Data entries

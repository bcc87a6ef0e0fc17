// Tue Jan 13 2026 - Alex

use crate::asn::LazyLookup;
use crate::transform::ExternalFilter;

/// Read-only collaborators shared by every task of a run.
#[derive(Debug, Default)]
pub struct TaskContext {
    external: Option<ExternalFilter>,
    lookup: Option<LazyLookup>,
}

impl TaskContext {
    pub fn new() -> Self {
        Self::default()
    }

    pub fn with_external(mut self, filter: ExternalFilter) -> Self {
        self.external = Some(filter);
        self
    }

    pub fn with_lookup(mut self, lookup: LazyLookup) -> Self {
        self.lookup = Some(lookup);
        self
    }

    pub fn external(&self) -> Option<&ExternalFilter> {
        self.external.as_ref()
    }

    pub fn lookup(&self) -> Option<&LazyLookup> {
        self.lookup.as_ref()
    }
}
// Tue Jan 13 2026 - Alex

use crate::store::StoreError;
use chrono::NaiveDate;
use std::path::PathBuf;
use thiserror::Error;

#[derive(Error, Debug)]
pub enum LookupError {
    #[error(transparent)]
    Store(#[from] StoreError),
    #[error("Cannot read snapshot directory {}: {source}", path.display())]
    Directory {
        path: PathBuf,
        #[source]
        source: std::io::Error,
    },
    #[error("No routing snapshot in {} at or before {date}", dir.display())]
    NoSnapshot { dir: PathBuf, date: NaiveDate },
    #[error("AS database not found: {}", .0.display())]
    Missing(PathBuf),
    #[error("Routing snapshot {} contains no IPv6 prefixes", .0.display())]
    EmptySnapshot(PathBuf),
}
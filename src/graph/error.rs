// Tue Jan 13 2026 - Alex

use std::path::PathBuf;
use thiserror::Error;

#[derive(Debug, Error)]
pub enum GraphError {
    #[error("Output {} is defined twice with different inputs or operations ({first} vs {second})", path.display())]
    ConflictingOutput {
        path: PathBuf,
        first: String,
        second: String,
    },

    #[error("Dependency cycle involving {0} tasks")]
    Cycle(usize),

    #[error("Missing input {} required by {task}", path.display())]
    MissingInput { path: PathBuf, task: String },

    #[error("Scan-result file {} has no protocol extension", .0.display())]
    NoProtocol(PathBuf),

    #[error("Two scan-result files share protocol '{protocol}': {} and {}", first.display(), second.display())]
    DuplicateProtocol {
        protocol: String,
        first: PathBuf,
        second: PathBuf,
    },

    #[error("Invalid discovery pattern '{pattern}': {source}")]
    Pattern {
        pattern: String,
        #[source]
        source: glob::PatternError,
    },

    #[error("Failed to walk {}: {source}", path.display())]
    Walk {
        path: PathBuf,
        #[source]
        source: std::io::Error,
    },
}
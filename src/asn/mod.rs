// Tue Jan 13 2026 - Alex

pub mod aggregate;
pub mod annotate;
pub mod error;
pub mod lookup;
pub mod snapshot;

pub use aggregate::{aggregate_file, AggregateStats, AsFrequencyTable};
pub use annotate::{annotate_csv, default_output, AnnotateStats};
pub use error::LookupError;
pub use lookup::{AsLookup, AsMatch, RoutingTable};

use chrono::NaiveDate;
use once_cell::sync::OnceCell;
use std::path::{Path, PathBuf};
use std::sync::Arc;

/// Routing table loaded on first use, so a run whose AS tables all exist
/// never parses the snapshot.
pub struct LazyLookup {
    source: PathBuf,
    date: Option<NaiveDate>,
    table: OnceCell<Arc<dyn AsLookup>>,
}

impl LazyLookup {
    pub fn new(source: impl Into<PathBuf>, date: Option<NaiveDate>) -> Self {
        Self {
            source: source.into(),
            date,
            table: OnceCell::new(),
        }
    }

    /// Wraps an already built lookup.
    pub fn ready(lookup: Arc<dyn AsLookup>) -> Self {
        let table = OnceCell::new();
        let _ = table.set(lookup);
        Self {
            source: PathBuf::new(),
            date: None,
            table,
        }
    }

    pub fn source(&self) -> &Path {
        &self.source
    }

    pub fn is_loaded(&self) -> bool {
        self.table.get().is_some()
    }

    pub fn get(&self) -> Result<&dyn AsLookup, LookupError> {
        let table = self.table.get_or_try_init(|| {
            let path = snapshot::resolve(&self.source, self.date)?;
            let _timer = crate::utils::logging::scoped_timer("routing table load");
            let table = RoutingTable::load(&path)?;
            log::info!("Loaded {} IPv6 prefixes from {}", table.len(), path.display());
            Ok::<Arc<dyn AsLookup>, LookupError>(Arc::new(table))
        })?;
        Ok(table.as_ref())
    }
}

impl std::fmt::Debug for LazyLookup {
    fn fmt(&self, f: &mut std::fmt::Formatter<'_>) -> std::fmt::Result {
        f.debug_struct("LazyLookup")
            .field("source", &self.source)
            .field("date", &self.date)
            .field("loaded", &self.is_loaded())
            .finish()
    }
}

#[cfg(test)]
mod tests {
    use super::*;
    use std::fs;
    use tempfile::TempDir;

    #[test]
    fn test_lazy_lookup_loads_once_on_demand() {
        let dir = TempDir::new().unwrap();
        let path = dir.path().join("ipasn_20240101.dat");
        fs::write(&path, "2001:db8::/32\t64500\n").unwrap();

        let lazy = LazyLookup::new(&path, None);
        assert!(!lazy.is_loaded());

        let hit = lazy.get().unwrap().lookup("2001:db8::1".parse().unwrap());
        assert_eq!(hit.map(|h| h.asn), Some(64500));
        assert!(lazy.is_loaded());
    }

    #[test]
    fn test_lazy_lookup_surfaces_missing_source() {
        let dir = TempDir::new().unwrap();
        let lazy = LazyLookup::new(dir.path().join("missing.dat"), None);

        assert!(matches!(lazy.get(), Err(LookupError::Missing(_))));
    }
}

### Your task
Take the data above and return it exactly.

### Expected answer
repository bcc87a6ef0e0fc17
// Tue Jan 13 2026 - Alex

use crate::asn::LazyLookup;
use crate::transform::ExternalFilter;

/// Read-only collaborators shared by every task of a run.
#[derive(Debug, Default)]
pub struct TaskContext {
    external: Option<ExternalFilter>,
    lookup: Option<LazyLookup>,
}

impl TaskContext {
    pub fn new() -> Self {
        Self::default()
    }

    pub fn with_external(mut self, filter: ExternalFilter) -> Self {
        self.external = Some(filter);
        self
    }

    pub fn with_lookup(mut self, lookup: LazyLookup) -> Self {
        self.lookup = Some(lookup);
        self
    }

    pub fn external(&self) -> Option<&ExternalFilter> {
        self.external.as_ref()
    }

    pub fn lookup(&self) -> Option<&LazyLookup> {
        self.lookup.as_ref()
    }
}
// Tue Jan 13 2026 - Alex

use crate::store::StoreError;
use chrono::NaiveDate;
use std::path::PathBuf;
use thiserror::Error;

#[derive(Error, Debug)]
pub enum LookupError {
    #[error(transparent)]
    Store(#[from] StoreError),
    #[error("Cannot read snapshot directory {}: {source}", path.display())]
    Directory {
        path: PathBuf,
        #[source]
        source: std::io::Error,
    },
    #[error("No routing snapshot in {} at or before {date}", dir.display())]
    NoSnapshot { dir: PathBuf, date: NaiveDate },
    #[error("AS database not found: {}", .0.display())]
    Missing(PathBuf),
    #[error("Routing snapshot {} contains no IPv6 prefixes", .0.display())]
    EmptySnapshot(PathBuf),
}
filename src/graph/error.rs
// Tue Jan 13 2026 - Alex

use std::path::PathBuf;
use thiserror::Error;

#[derive(Debug, Error)]
pub enum GraphError {
    #[error("Output {} is defined twice with different inputs or operations ({first} vs {second})", path.display())]
    ConflictingOutput {
        path: PathBuf,
        first: String,
        second: String,
    },

    #[error("Dependency cycle involving {0} tasks")]
    Cycle(usize),

    #[error("Missing input {} required by {task}", path.display())]
    MissingInput { path: PathBuf, task: String },

    #[error("Scan-result file {} has no protocol extension", .0.display())]
    NoProtocol(PathBuf),

    #[error("Two scan-result files share protocol '{protocol}': {} and {}", first.display(), second.display())]
    DuplicateProtocol {
        protocol: String,
        first: PathBuf,
        second: PathBuf,
    },

    #[error("Invalid discovery pattern '{pattern}': {source}")]
    Pattern {
        pattern: String,
        #[source]
        source: glob::PatternError,
    },

    #[error("Failed to walk {}: {source}", path.display())]
    Walk {
        path: PathBuf,
        #[source]
        source: std::io::Error,
    },
}
filename src/asn/mod.rs
// Tue Jan 13 2026 - Alex

pub mod aggregate;
pub mod annotate;
pub mod error;
pub mod lookup;
pub mod snapshot;

pub use aggregate::{aggregate_file, AggregateStats, AsFrequencyTable};
pub use annotate::{annotate_csv, default_output, AnnotateStats};
pub use error::LookupError;
pub use lookup::{AsLookup, AsMatch, RoutingTable};

use chrono::NaiveDate;
use once_cell::sync::OnceCell;
use std::path::{Path, PathBuf};
use std::sync::Arc;

/// Routing table loaded on first use, so a run whose AS tables all exist
/// never parses the snapshot.
pub struct LazyLookup {
    source: PathBuf,
    date: Option<NaiveDate>,
    table: OnceCell<Arc<dyn AsLookup>>,
}

impl LazyLookup {
    pub fn new(source: impl Into<PathBuf>, date: Option<NaiveDate>) -> Self {
        Self {
            source: source.into(),
            date,
            table: OnceCell::new(),
        }
    }

    /// Wraps an already built lookup.
    pub fn ready(lookup: Arc<dyn AsLookup>) -> Self {
        let table = OnceCell::new();
        let _ = table.set(lookup);
        Self {
            source: PathBuf::new(),
            date: None,
            table,
        }
    }

    pub fn source(&self) -> &Path {
        &self.source
    }

    pub fn is_loaded(&self) -> bool {
        self.table.get().is_some()
    }

    pub fn get(&self) -> Result<&dyn AsLookup, LookupError> {
        let table = self.table.get_or_try_init(|| {
            let path = snapshot::resolve(&self.source, self.date)?;
            let _timer = crate::utils::logging::scoped_timer("routing table load");
            let table = RoutingTable::load(&path)?;
            log::info!("Loaded {} IPv6 prefixes from {}", table.len(), path.display());
            Ok::<Arc<dyn AsLookup>, LookupError>(Arc::new(table))
        })?;
        Ok(table.as_ref())
    }
}

impl std::fmt::Debug for LazyLookup {
    fn fmt(&self, f: &mut std::fmt::Formatter<'_>) -> std::fmt::Result {
        f.debug_struct("LazyLookup")
            .field("source", &self.source)
            .field("date", &self.date)
            .field("loaded", &self.is_loaded())
            .finish()
    }
}

#[cfg(test)]
mod tests {
    use super::*;
    use std::fs;
    use tempfile::TempDir;

    #[test]
    fn test_lazy_lookup_loads_once_on_demand() {
        let dir = TempDir::new().unwrap();
        let path = dir.path().join("ipasn_20240101.dat");
        fs::write(&path, "2001:db8::/32\t64500\n").unwrap();

        let lazy = LazyLookup::new(&path, None);
        assert!(!lazy.is_loaded());

        let hit = lazy.get().unwrap().lookup("2001:db8::1".parse().unwrap());
        assert_eq!(hit.map(|h| h.asn), Some(64500));
        assert!(lazy.is_loaded());
    }

    #[test]
    fn test_lazy_lookup_surfaces_missing_source() {
        let dir = TempDir::new().unwrap();
        let lazy = LazyLookup::new(dir.path().join("missing.dat"), None);

        assert!(matches!(lazy.get(), Err(LookupError::Missing(_))));
    }
}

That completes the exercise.